Antinomia: o estatuto do idoso e a LOAS - leis 8.742/1993 e 10.741/2003


Cláudio Henrique de Oliveira Andersen

A antinomia que se apresenta quando confrontadas a lei 8.742/93 e a lei 10.741/03 exemplifica mais uma das inúmeras frustradas tentativas legislativas em se atender expectativas sociais e fornecer a devida tutela aos menos favorecidos.

Um conflito maior surge quando é trazido para a discussão o disposto no inciso V, do artigo 203, da Constituição Federal.

Por conta disto, o presente estudo sobre este aparente conflito pode representar uma mais abrangente proteção à pessoa do idoso, já que deste aparente conflito pode surgir uma interpretação mais abrangente à pessoa do idoso.

Da não observação correta do critério etário

Uma classificação de pessoas que são idosas é feita logo no artigo 1°, da lei 10.741/2003, que assim estabelece:

“É instituído o Estatuto do Idoso, destinado a regular os direitos assegurados às pessoas com idade igual ou superior a 60 (sessenta) anos.”

Ainda que exista uma faixa etária que determine quem deva ser considerado idoso, a proteção tão propagada não é preservada ou mesmo ampliada em outros dispositivos legais que visam uma melhor proteção ao idoso.

Esta afirmativa se deve ao fato de que a legislação penal utiliza esta faixa etária quando da qualificação do sujeito passivo do delito, ou seja, para o agravamento da pena de quem cometa delito contra uma pessoa com idade igual ou superior a sessenta anos.

Porém, em relação ao benefício assistencial previsto no inciso V, do artigo 203, da Constituição Federal, estabelece como beneficiário o idoso, sem menção de idade mínima.
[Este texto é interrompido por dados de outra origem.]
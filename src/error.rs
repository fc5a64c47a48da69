//! Error types for the question-answering core

use thiserror::Error;

use crate::budgets::BudgetExceeded;
use crate::guardrail::GuardrailTrip;

/// Result type alias for the crate
pub type Result<T> = std::result::Result<T, AgentsError>;

/// Main error type for the crate.
///
/// Ordinary operational failures (budget exhaustion, tool errors, malformed
/// model output, timeouts) are absorbed into an `Answer` by the orchestrator.
/// Only guardrail trips configured as fatal and contract violations are
/// expected to reach a caller of `Orchestrator::answer`.
#[derive(Debug, Error)]
pub enum AgentsError {
    /// Tool-call budget exhausted
    #[error(transparent)]
    BudgetExceeded(#[from] BudgetExceeded),

    /// A guardrail monitor tripped and the supervised run was cancelled
    #[error("Guardrail triggered: {}", .0.violation)]
    GuardrailTripped(Box<GuardrailTrip>),

    /// A collaborator broke its contract (programming error)
    #[error("Contract violation: {message}")]
    ContractViolation { message: String },

    /// The decision service failed or answered outside its contract
    #[error("Decision service error: {0}")]
    Decision(String),

    /// Invalid configuration
    #[error("Configuration error: {message}")]
    Config { message: String },

    /// TOML configuration parse error
    #[error("TOML error: {0}")]
    Toml(#[from] toml::de::Error),

    /// IO error
    #[error("IO error: {0}")]
    Io(#[from] std::io::Error),

    /// Error from the OpenAI API
    #[error("OpenAI API error: {0}")]
    OpenAI(#[from] async_openai::error::OpenAIError),
}

impl From<GuardrailTrip> for AgentsError {
    fn from(trip: GuardrailTrip) -> Self {
        AgentsError::GuardrailTripped(Box::new(trip))
    }
}

impl AgentsError {
    /// Returns the guardrail trip carried by this error, if any.
    pub fn as_guardrail_trip(&self) -> Option<&GuardrailTrip> {
        match self {
            AgentsError::GuardrailTripped(trip) => Some(trip),
            _ => None,
        }
    }

    /// True when the error is a guardrail trip configured to abort the whole call.
    pub fn is_fatal_trip(&self) -> bool {
        self.as_guardrail_trip().is_some_and(|t| t.fatal)
    }
}

#[cfg(test)]
mod tests {
    use super::*;

    #[test]
    fn test_error_display() {
        let err = AgentsError::ContractViolation {
            message: "tool returned an opaque error".to_string(),
        };
        assert_eq!(
            err.to_string(),
            "Contract violation: tool returned an opaque error"
        );

        let err: AgentsError = BudgetExceeded { limit: 3, used: 3 }.into();
        assert_eq!(err.to_string(), "Tool-call budget exceeded: 3 of 3 used");
    }

    #[test]
    fn test_error_from_openai() {
        let openai_err = async_openai::error::OpenAIError::InvalidArgument("test".to_string());
        let err: AgentsError = openai_err.into();
        assert!(matches!(err, AgentsError::OpenAI(_)));
    }

    #[test]
    fn test_error_from_toml() {
        let parsed: std::result::Result<toml::Value, _> = toml::from_str("not = [valid");
        let err: AgentsError = parsed.unwrap_err().into();
        assert!(matches!(err, AgentsError::Toml(_)));
        assert!(err.as_guardrail_trip().is_none());
    }
}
Ou seja, apenas a classificação como idoso bastaria para que ocorresse a concessão, claro sem ser esquecida a comprovação de estado de necessidade.

A mesma lei 10.741/2003, em seu artigo 34° tenta não gerar um conflito que já se mostra um tanto quanto evidente em relação à lei 8.742/1993, que trata da concessão do denominado LOAS.
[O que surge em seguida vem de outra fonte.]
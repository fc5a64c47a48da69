//! Configuration for agents, synthesis, store adapters and the orchestrator
//!
//! Every struct has working defaults taken from the production deployment
//! (7 document-search calls, 5 graph calls, a 60 second deadline). A
//! configuration can be built in code with [`ConfigBuilder`], read from a TOML
//! file with [`from_file`], or derived from the environment with [`from_env`].

use serde::{Deserialize, Serialize};
use std::time::Duration;

use crate::error::{AgentsError, Result};
use crate::orchestrator::Route;

/// Stop-early thresholds handed to the decision function as advice.
#[derive(Debug, Clone, PartialEq, Serialize, Deserialize)]
#[serde(default)]
pub struct EvidenceConfig {
    /// Distinct sources after which further tool calls are discouraged
    pub min_independent_sources: usize,
    /// A single observation at or above this relevance is enough
    pub high_relevance: f64,
}

impl Default for EvidenceConfig {
    fn default() -> Self {
        Self {
            min_independent_sources: 2,
            high_relevance: 0.9,
        }
    }
}

/// Per-agent configuration
#[derive(Debug, Clone, PartialEq, Serialize, Deserialize)]
#[serde(default)]
pub struct AgentConfig {
    /// Name used in logs and reports
    pub name: String,

    /// Hard cap on tool calls per run
    pub max_tool_calls: usize,

    /// Confidence reported for an answer salvaged after budget exhaustion
    pub limit_reached_confidence: f64,

    /// Bound on a single tool invocation
    #[serde(rename = "tool_timeout_ms", with = "opt_millis", skip_serializing_if = "Option::is_none")]
    pub tool_timeout: Option<Duration>,

    pub evidence: EvidenceConfig,
}

impl AgentConfig {
    /// Defaults for the document-search agent.
    pub fn document() -> Self {
        Self {
            name: "document".to_string(),
            max_tool_calls: 7,
            ..Default::default()
        }
    }

    /// Defaults for the graph-query agent.
    pub fn graph() -> Self {
        Self {
            name: "graph".to_string(),
            max_tool_calls: 5,
            ..Default::default()
        }
    }

    pub fn validate(&self) -> Result<()> {
        if self.name.trim().is_empty() {
            return Err(config_error("agent name must not be empty"));
        }
        if !(0.0..=1.0).contains(&self.limit_reached_confidence) {
            return Err(config_error(format!(
                "{}: limit_reached_confidence must be within [0, 1]",
                self.name
            )));
        }
        if !(0.0..=1.0).contains(&self.evidence.high_relevance) {
            return Err(config_error(format!(
                "{}: evidence.high_relevance must be within [0, 1]",
                self.name
            )));
        }
        if self.tool_timeout == Some(Duration::ZERO) {
            return Err(config_error(format!(
                "{}: tool_timeout must be positive",
                self.name
            )));
        }
        Ok(())
    }
}

impl Default for AgentConfig {
    fn default() -> Self {
        Self {
            name: "agent".to_string(),
            max_tool_calls: 5,
            limit_reached_confidence: 0.3,
            tool_timeout: None,
            evidence: EvidenceConfig::default(),
        }
    }
}

/// Synthesis of two branch answers.
#[derive(Debug, Clone, PartialEq, Serialize, Deserialize)]
#[serde(default)]
pub struct SynthesisConfig {
    /// Confidence gap at which the combined text flags a disagreement
    pub disagreement_threshold: f64,
}

impl Default for SynthesisConfig {
    fn default() -> Self {
        Self {
            disagreement_threshold: 0.5,
        }
    }
}

/// Limits applied by the store tool adapters.
#[derive(Debug, Clone, PartialEq, Serialize, Deserialize)]
#[serde(default)]
pub struct StoreLimits {
    pub default_num_results: usize,
    pub max_results: usize,
    /// Serialized result size above which graph output is truncated
    pub max_result_chars: usize,
    /// Cap on the rendered graph schema
    pub max_schema_chars: usize,
}

impl Default for StoreLimits {
    fn default() -> Self {
        Self {
            default_num_results: 5,
            max_results: 100,
            max_result_chars: 50_000,
            max_schema_chars: 5_000,
        }
    }
}

/// Top-level configuration
#[derive(Debug, Clone, PartialEq, Serialize, Deserialize)]
#[serde(default)]
pub struct OrchestratorConfig {
    pub document: AgentConfig,
    pub graph: AgentConfig,
    pub synthesis: SynthesisConfig,
    pub stores: StoreLimits,

    /// Overall deadline for the routed branches
    #[serde(rename = "timeout_secs", with = "secs")]
    pub timeout: Duration,

    /// Route used when routing itself fails
    pub fallback_route: Route,

    /// Questions are cut to this many characters in log fields
    pub question_log_chars: usize,
}

impl Default for OrchestratorConfig {
    fn default() -> Self {
        Self {
            document: AgentConfig::document(),
            graph: AgentConfig::graph(),
            synthesis: SynthesisConfig::default(),
            stores: StoreLimits::default(),
            timeout: Duration::from_secs(60),
            fallback_route: Route::DocumentOnly,
            question_log_chars: 100,
        }
    }
}

impl OrchestratorConfig {
    pub fn validate(&self) -> Result<()> {
        self.document.validate()?;
        self.graph.validate()?;
        if self.timeout.is_zero() {
            return Err(config_error("timeout must be positive"));
        }
        if self.synthesis.disagreement_threshold < 0.0 {
            return Err(config_error("disagreement_threshold must not be negative"));
        }
        if self.stores.max_results == 0 || self.stores.default_num_results > self.stores.max_results
        {
            return Err(config_error(
                "stores.default_num_results must be within 1..=max_results",
            ));
        }
        Ok(())
    }
}

fn config_error(message: impl Into<String>) -> AgentsError {
    AgentsError::Config {
        message: message.into(),
    }
}

// Durations are plain integers in files: `timeout_secs = 60`, `tool_timeout_ms = 500`.
mod secs {
    use serde::{Deserialize, Deserializer, Serializer};
    use std::time::Duration;

    pub fn serialize<S: Serializer>(value: &Duration, s: S) -> Result<S::Ok, S::Error> {
        s.serialize_u64(value.as_secs())
    }

    pub fn deserialize<'de, D: Deserializer<'de>>(d: D) -> Result<Duration, D::Error> {
        u64::deserialize(d).map(Duration::from_secs)
    }
}

mod opt_millis {
    use serde::{Deserialize, Deserializer, Serializer};
    use std::time::Duration;

    pub fn serialize<S: Serializer>(value: &Option<Duration>, s: S) -> Result<S::Ok, S::Error> {
        match value {
            Some(d) => s.serialize_some(&(d.as_millis() as u64)),
            None => s.serialize_none(),
        }
    }

    pub fn deserialize<'de, D: Deserializer<'de>>(d: D) -> Result<Option<Duration>, D::Error> {
        Option::<u64>::deserialize(d).map(|ms| ms.map(Duration::from_millis))
    }
}

/// Configuration builder
pub struct ConfigBuilder {
    config: OrchestratorConfig,
}

impl Default for ConfigBuilder {
    fn default() -> Self {
        Self::new()
    }
}

impl ConfigBuilder {
    pub fn new() -> Self {
        Self {
            config: OrchestratorConfig::default(),
        }
    }

    pub fn timeout(mut self, timeout: Duration) -> Self {
        self.config.timeout = timeout;
        self
    }

    pub fn document_max_tool_calls(mut self, n: usize) -> Self {
        self.config.document.max_tool_calls = n;
        self
    }

    pub fn graph_max_tool_calls(mut self, n: usize) -> Self {
        self.config.graph.max_tool_calls = n;
        self
    }

    pub fn fallback_route(mut self, route: Route) -> Self {
        self.config.fallback_route = route;
        self
    }

    pub fn disagreement_threshold(mut self, threshold: f64) -> Self {
        self.config.synthesis.disagreement_threshold = threshold;
        self
    }

    pub fn tool_timeout(mut self, timeout: Duration) -> Self {
        self.config.document.tool_timeout = Some(timeout);
        self.config.graph.tool_timeout = Some(timeout);
        self
    }

    pub fn build(self) -> Result<OrchestratorConfig> {
        self.config.validate()?;
        Ok(self.config)
    }
}

/// Load configuration from environment variables on top of the defaults.
pub fn from_env() -> Result<OrchestratorConfig> {
    from_lookup(|key| std::env::var(key).ok())
}

/// Same as [`from_env`] with an explicit variable source.
pub fn from_lookup<F>(lookup: F) -> Result<OrchestratorConfig>
where
    F: Fn(&str) -> Option<String>,
{
    let mut config = OrchestratorConfig::default();

    if let Some(secs) = lookup("QA_TIMEOUT_SECS") {
        config.timeout = Duration::from_secs(parse_var("QA_TIMEOUT_SECS", &secs)?);
    }
    if let Some(n) = lookup("QA_DOCUMENT_MAX_TOOL_CALLS") {
        config.document.max_tool_calls = parse_var("QA_DOCUMENT_MAX_TOOL_CALLS", &n)?;
    }
    if let Some(n) = lookup("QA_GRAPH_MAX_TOOL_CALLS") {
        config.graph.max_tool_calls = parse_var("QA_GRAPH_MAX_TOOL_CALLS", &n)?;
    }
    if let Some(route) = lookup("QA_FALLBACK_ROUTE") {
        config.fallback_route = route.parse()?;
    }

    config.validate()?;
    Ok(config)
}

fn parse_var<T: std::str::FromStr>(key: &str, raw: &str) -> Result<T> {
    raw.trim()
        .parse()
        .map_err(|_| config_error(format!("{} has an invalid value: {:?}", key, raw)))
}

/// Load configuration from a TOML file
pub fn from_file(path: impl AsRef<std::path::Path>) -> Result<OrchestratorConfig> {
    let contents = std::fs::read_to_string(path)?;
    let config: OrchestratorConfig = toml::from_str(&contents)?;
    config.validate()?;
    Ok(config)
}

#[cfg(test)]
mod tests {
    use super::*;
    use std::collections::HashMap;
    use std::io::Write;

    #[test]
    fn test_default_config() {
        let config = OrchestratorConfig::default();
        assert_eq!(config.document.max_tool_calls, 7);
        assert_eq!(config.graph.max_tool_calls, 5);
        assert_eq!(config.timeout, Duration::from_secs(60));
        assert_eq!(config.fallback_route, Route::DocumentOnly);
        assert_eq!(config.stores.max_result_chars, 50_000);
        assert!(config.validate().is_ok());
    }

    #[test]
    fn test_config_builder() {
        let config = ConfigBuilder::new()
            .timeout(Duration::from_secs(5))
            .document_max_tool_calls(3)
            .fallback_route(Route::Both)
            .build()
            .unwrap();
        assert_eq!(config.timeout, Duration::from_secs(5));
        assert_eq!(config.document.max_tool_calls, 3);
        assert_eq!(config.fallback_route, Route::Both);

        let err = ConfigBuilder::new().timeout(Duration::ZERO).build().unwrap_err();
        assert!(matches!(err, AgentsError::Config { .. }));
    }

    #[test]
    fn test_from_lookup() {
        let vars: HashMap<&str, &str> = [
            ("QA_TIMEOUT_SECS", "15"),
            ("QA_GRAPH_MAX_TOOL_CALLS", "2"),
            ("QA_FALLBACK_ROUTE", "graph_only"),
        ]
        .into_iter()
        .collect();
        let config = from_lookup(|k| vars.get(k).map(|v| v.to_string())).unwrap();
        assert_eq!(config.timeout, Duration::from_secs(15));
        assert_eq!(config.graph.max_tool_calls, 2);
        assert_eq!(config.document.max_tool_calls, 7);
        assert_eq!(config.fallback_route, Route::GraphOnly);
    }

    #[test]
    fn test_from_lookup_rejects_garbage() {
        let err = from_lookup(|k| (k == "QA_TIMEOUT_SECS").then(|| "soon".to_string())).unwrap_err();
        assert!(err.to_string().contains("QA_TIMEOUT_SECS"));
    }

    #[test]
    fn test_from_file_partial_toml() {
        let mut file = tempfile::NamedTempFile::new().unwrap();
        writeln!(
            file,
            r#"
fallback_route = "both"
question_log_chars = 40
timeout_secs = 20

[graph]
name = "graph"
max_tool_calls = 9
tool_timeout_ms = 750

[synthesis]
disagreement_threshold = 0.25
"#
        )
        .unwrap();
        let config = from_file(file.path()).unwrap();
        assert_eq!(config.fallback_route, Route::Both);
        assert_eq!(config.graph.max_tool_calls, 9);
        assert_eq!(config.timeout, Duration::from_secs(20));
        assert_eq!(config.graph.tool_timeout, Some(Duration::from_millis(750)));
        assert_eq!(config.graph.limit_reached_confidence, 0.3);
        assert_eq!(config.document, AgentConfig::document());
        assert_eq!(config.synthesis.disagreement_threshold, 0.25);
        assert_eq!(config.question_log_chars, 40);
    }

    #[test]
    fn test_durations_round_trip_as_integers() {
        let config = ConfigBuilder::new()
            .timeout(Duration::from_secs(45))
            .tool_timeout(Duration::from_millis(300))
            .build()
            .unwrap();
        let text = toml::to_string(&config).unwrap();
        assert!(text.contains("timeout_secs = 45"));
        assert!(text.contains("tool_timeout_ms = 300"));
        let back: OrchestratorConfig = toml::from_str(&text).unwrap();
        assert_eq!(back, config);
    }

    #[test]
    fn test_agent_validation() {
        let mut agent = AgentConfig::document();
        agent.limit_reached_confidence = 1.5;
        assert!(agent.validate().is_err());
        agent.limit_reached_confidence = 0.2;
        agent.tool_timeout = Some(Duration::ZERO);
        assert!(agent.validate().is_err());
    }
}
O artigo 20, da lei 8.742/1993, assim prescreve:

“O benefício de prestação continuada é a garantia de um salário-mínimo à pessoa com deficiência e ao idoso com 65 (sessenta e cinco) anos ou mais que comprovem não possuir meios de prover à própria manutenção nem de tê-la provida por sua família.”
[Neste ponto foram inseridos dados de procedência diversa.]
/// Progress snapshot of a run, published after every recorded call.
#[derive(Debug, Clone, Default, PartialEq, Serialize, Deserialize)]
pub struct RunProgress {
    pub run_id: Uuid,
    pub agent: String,
    pub status: RunStatus,
    pub calls: Vec<ToolCall>,
    pub used: usize,
    pub limit: usize,
}

/// External control handed to a run by its supervisor.
#[derive(Debug)]
pub struct RunSignals {
    pub cancel: CancellationToken,
    pub progress: Option<watch::Sender<RunProgress>>,
}

impl RunSignals {
    pub fn new(cancel: CancellationToken, progress: watch::Sender<RunProgress>) -> Self {
        Self {
            cancel,
            progress: Some(progress),
        }
    }

    /// Signals nobody else observes: never cancelled, progress discarded.
    pub fn detached() -> Self {
        Self {
            cancel: CancellationToken::new(),
            progress: None,
        }
    }

    /// Cancellation only, without a progress channel.
    pub fn with_cancel(cancel: CancellationToken) -> Self {
        Self {
            cancel,
            progress: None,
        }
    }

    fn publish(&self, run: &AgentRun) {
        if let Some(tx) = &self.progress {
            tx.send_replace(run.progress());
        }
    }

    /// Publish progress, then hand the task back to whoever is observing it.
    ///
    /// Monitors share the supervisor's task, so a decider or tool that
    /// answers without ever returning `Pending` would otherwise run the
    /// whole loop before any monitor sees a snapshot.
    async fn checkpoint(&self, run: &AgentRun) {
        self.publish(run);
        if self.progress.is_some() {
            tokio::task::yield_now().await;
        }
    }
}

// =============================
// Advisory loop policies
// =============================

/// Loop state visible to policies.
#[derive(Debug, Clone, Default)]
pub struct LoopState {
    pub steps: usize,
    pub used: usize,
    pub limit: usize,
    /// Distinct source ids across successful observations
    pub distinct_sources: usize,
    pub best_relevance: Option<f64>,
}

impl LoopState {
    fn observe(steps: usize, run: &AgentRun) -> Self {
        let mut sources = BTreeSet::new();
        let mut best: Option<f64> = None;
        for obs in run.calls.iter().filter_map(ToolCall::observation) {
            if obs.is_empty() {
                continue;
            }
            sources.extend(obs.sources.iter().cloned());
            if let Some(r) = obs.relevance {
                best = Some(best.map_or(r, |b| b.max(r)));
            }
        }
        Self {
            steps,
            used: run.budget.used(),
            limit: run.budget.limit(),
            distinct_sources: sources.len(),
            best_relevance: best,
        }
    }

    pub fn remaining(&self) -> usize {
        self.limit.saturating_sub(self.used)
    }
}

/// Policy interface producing stop-early advice for the decision function.
/// Advice is never enforced by the loop.
pub trait AdvicePolicy: Send + Sync {
    fn advise(&self, state: &LoopState) -> Option<String>;
}

/// Function-backed policy for ergonomic composition.
#[derive(Clone)]
#[allow(clippy::type_complexity)]
pub struct PolicyFn(pub Arc<dyn Fn(&LoopState) -> Option<String> + Send + Sync + 'static>);

impl AdvicePolicy for PolicyFn {
    fn advise(&self, state: &LoopState) -> Option<String> {
        (self.0)(state)
    }
}

/// Composite policy: the first sub-policy with advice wins.
#[derive(Clone, Default)]
pub struct CompositePolicy {
    policies: Vec<PolicyFn>,
}

impl CompositePolicy {
    pub fn new(policies: Vec<PolicyFn>) -> Self {
        Self { policies }
    }

    pub fn push(&mut self, p: PolicyFn) {
        self.policies.push(p);
    }

    /// Last-call reminder first, then the evidence threshold.
    pub fn standard(evidence: &EvidenceConfig) -> Self {
        Self::new(vec![
            policies::last_call(),
            policies::evidence_threshold(evidence.clone()),
        ])
    }
}

impl AdvicePolicy for CompositePolicy {
    fn advise(&self, state: &LoopState) -> Option<String> {
        self.policies.iter().find_map(|p| p.advise(state))
    }
}

/// Built-in policies
pub mod policies {
    use super::*;

    /// Suggest finalizing once enough independent or highly relevant evidence exists.
    pub fn evidence_threshold(cfg: EvidenceConfig) -> PolicyFn {
        PolicyFn(Arc::new(move |s: &LoopState| {
            let enough_sources =
                cfg.min_independent_sources > 0 && s.distinct_sources >= cfg.min_independent_sources;
            let strong_hit = s.best_relevance.is_some_and(|r| r >= cfg.high_relevance);
            (enough_sources || strong_hit).then(|| {
                format!(
                    "Evidence threshold reached ({} independent sources, best relevance {}). \
                     Finalize now unless the evidence is clearly insufficient.",
                    s.distinct_sources,
                    s.best_relevance
                        .map_or_else(|| "n/a".to_string(), |r| format!("{:.2}", r))
                )
            })
        }))
    }

    /// Warn when at most one tool call remains.
    pub fn last_call() -> PolicyFn {
        PolicyFn(Arc::new(|s: &LoopState| match s.remaining() {
            0 if s.limit > 0 => {
                Some("No tool calls remain. Finalize with the evidence gathered so far.".to_string())
            }
            1 => Some("One tool call remains. Use it only if it is essential.".to_string()),
            _ => None,
        }))
    }
}

// =============================
// Agent and builder
// =============================

/// A configured agent. Cheap to clone; each run clones its services.
#[derive(Clone)]
pub struct Agent {
    kind: AgentKind,
    config: AgentConfig,
    decider: Arc<tokio::sync::Mutex<DeciderSvc>>,
    tools: Arc<tokio::sync::Mutex<ToolSvc>>,
    specs: Arc<Vec<ToolSpec>>,
    policy: CompositePolicy,
}

pub struct AgentBuilder {
    kind: AgentKind,
    config: AgentConfig,
    decider: Option<DeciderSvc>,
    tools: Vec<ToolDef>,
    policy: Option<CompositePolicy>,
    metrics: Option<MetricsSink>,
}

impl Agent {
    /// Builder with the preset configuration for `kind`.
    pub fn builder(kind: AgentKind) -> AgentBuilder {
        let config = match kind {
            AgentKind::Document => AgentConfig::document(),
            AgentKind::Graph => AgentConfig::graph(),
        };
        AgentBuilder {
            kind,
            config,
            decider: None,
            tools: Vec::new(),
            policy: None,
            metrics: None,
        }
    }

    pub fn name(&self) -> &str {
        &self.config.name
    }

    pub fn kind(&self) -> AgentKind {
        self.kind
    }

    pub fn config(&self) -> &AgentConfig {
        &self.config
    }

    pub fn tool_specs(&self) -> &[ToolSpec] {
        &self.specs
    }
}

impl AgentBuilder {
    pub fn config(mut self, config: AgentConfig) -> Self {
        self.config = config;
        self
    }

    pub fn name(mut self, name: impl Into<String>) -> Self {
        self.config.name = name.into();
        self
    }

    pub fn max_tool_calls(mut self, n: usize) -> Self {
        self.config.max_tool_calls = n;
        self
    }

    pub fn tool_timeout(mut self, timeout: std::time::Duration) -> Self {
        self.config.tool_timeout = Some(timeout);
        self
    }

    /// Decision service driving the loop (OpenAI, scripted, closure, ...).
    pub fn decider<D>(mut self, decider: D) -> Self
    where
        D: Service<DecisionContext, Response = Decided, Error = BoxError> + Clone + Send + 'static,
        D::Future: Send + 'static,
    {
        self.decider = Some(BoxCloneService::new(decider));
        self
    }

    pub fn tool(mut self, tool: ToolDef) -> Self {
        self.tools.push(tool);
        self
    }

    pub fn tools(mut self, tools: Vec<ToolDef>) -> Self {
        self.tools.extend(tools);
        self
    }

    /// Replace the default advisory policies.
    pub fn policy(mut self, policy: CompositePolicy) -> Self {
        self.policy = Some(policy);
        self
    }

    /// Report tool metrics to `collector`.
    pub fn metrics<C>(mut self, collector: C) -> Self
    where
        C: Service<crate::observability::MetricRecord, Response = (), Error = BoxError>
            + Clone
            + Send
            + 'static,
        C::Future: Send + 'static,
    {
        self.metrics = Some(BoxCloneService::new(collector));
        self
    }

    pub fn build(self) -> Result<Agent> {
        self.config.validate()?;
        let decider = self.decider.ok_or_else(|| AgentsError::Config {
            message: format!("agent {} has no decision service", self.config.name),
        })?;

        let (router, specs) = ToolRouter::new(self.tools);
        let mut routed: ToolSvc = match self.config.tool_timeout {
            Some(t) => BoxCloneService::new(ToolTimeoutLayer::new(t).layer(router)),
            None => BoxCloneService::new(router),
        };
        if let Some(collector) = self.metrics {
            routed = BoxCloneService::new(ToolMetricsLayer::new(collector).layer(routed));
        }
        let traced = BoxCloneService::new(ToolTracingLayer::new(self.config.name.clone()).layer(routed));

        let policy = self
            .policy
            .unwrap_or_else(|| CompositePolicy::standard(&self.config.evidence));

        Ok(Agent {
            kind: self.kind,
            config: self.config,
            decider: Arc::new(tokio::sync::Mutex::new(decider)),
            tools: Arc::new(tokio::sync::Mutex::new(traced)),
            specs: Arc::new(specs),
            policy,
        })
    }
}

enum Step<T> {
    Done(T),
    Cancelled,
}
Com esta fixação de uma idade mínima para a obtenção do benefício assistencial, e mais, com a mantença de tal distinção no tão propagado Estatuto do Idoso, especificamente em seu artigo 34, ficou evidente o tratamento desigual promovido aos idosos cuja faixa etária vai dos 60 (sessenta) anos aos 64 (sessenta e quatro) anos.

A Constituição Federal, ao fixar o objetivo da assistência social e a garantia do benefício assistencial ao idoso, deixou para lei infraconstitucional a definição da pessoa idosa.

O critério etário utilizado pela lei 8.742/93 está em confronto com o artigo 1º, lei 10.741/03, ao definir que é idosa a pessoa a partir de 60 anos.

Tendo a lei 10.741/03 fixado a faixa etária para que uma pessoa seja considerada idosa, há que presumir uma adaptação de todos os dispositivos legais que fixassem faixa etária diversa para situações de proteção à pessoa do idoso, o que não ocorreu quando tratado o benefício assistencial.

Da divergência quanto ao princípio constitucional

Se o benefício assistencial tem por objeto a proteção ao idoso, não é possível explicar a exclusão daqueles que se encontram na faixa etária compreendida entre os 60 (sessenta) e os 64 (sessenta e quatro) anos.

Um idoso que não dispõe de meios de garantir a própria subsistência aos 65 (sessenta e cinco) anos, não estaria em condições mercadológicas melhor aos 60 (sessenta) anos.

Essa exclusão de uma considerável faixa etária fere a proteção constitucional garantida ao idoso, e exemplifica a grande ausência de raciocínio por parte dos representantes do Poder Legislativo e do Poder Executivo quando da elaboração e execução de leis e outros dispositivos legais.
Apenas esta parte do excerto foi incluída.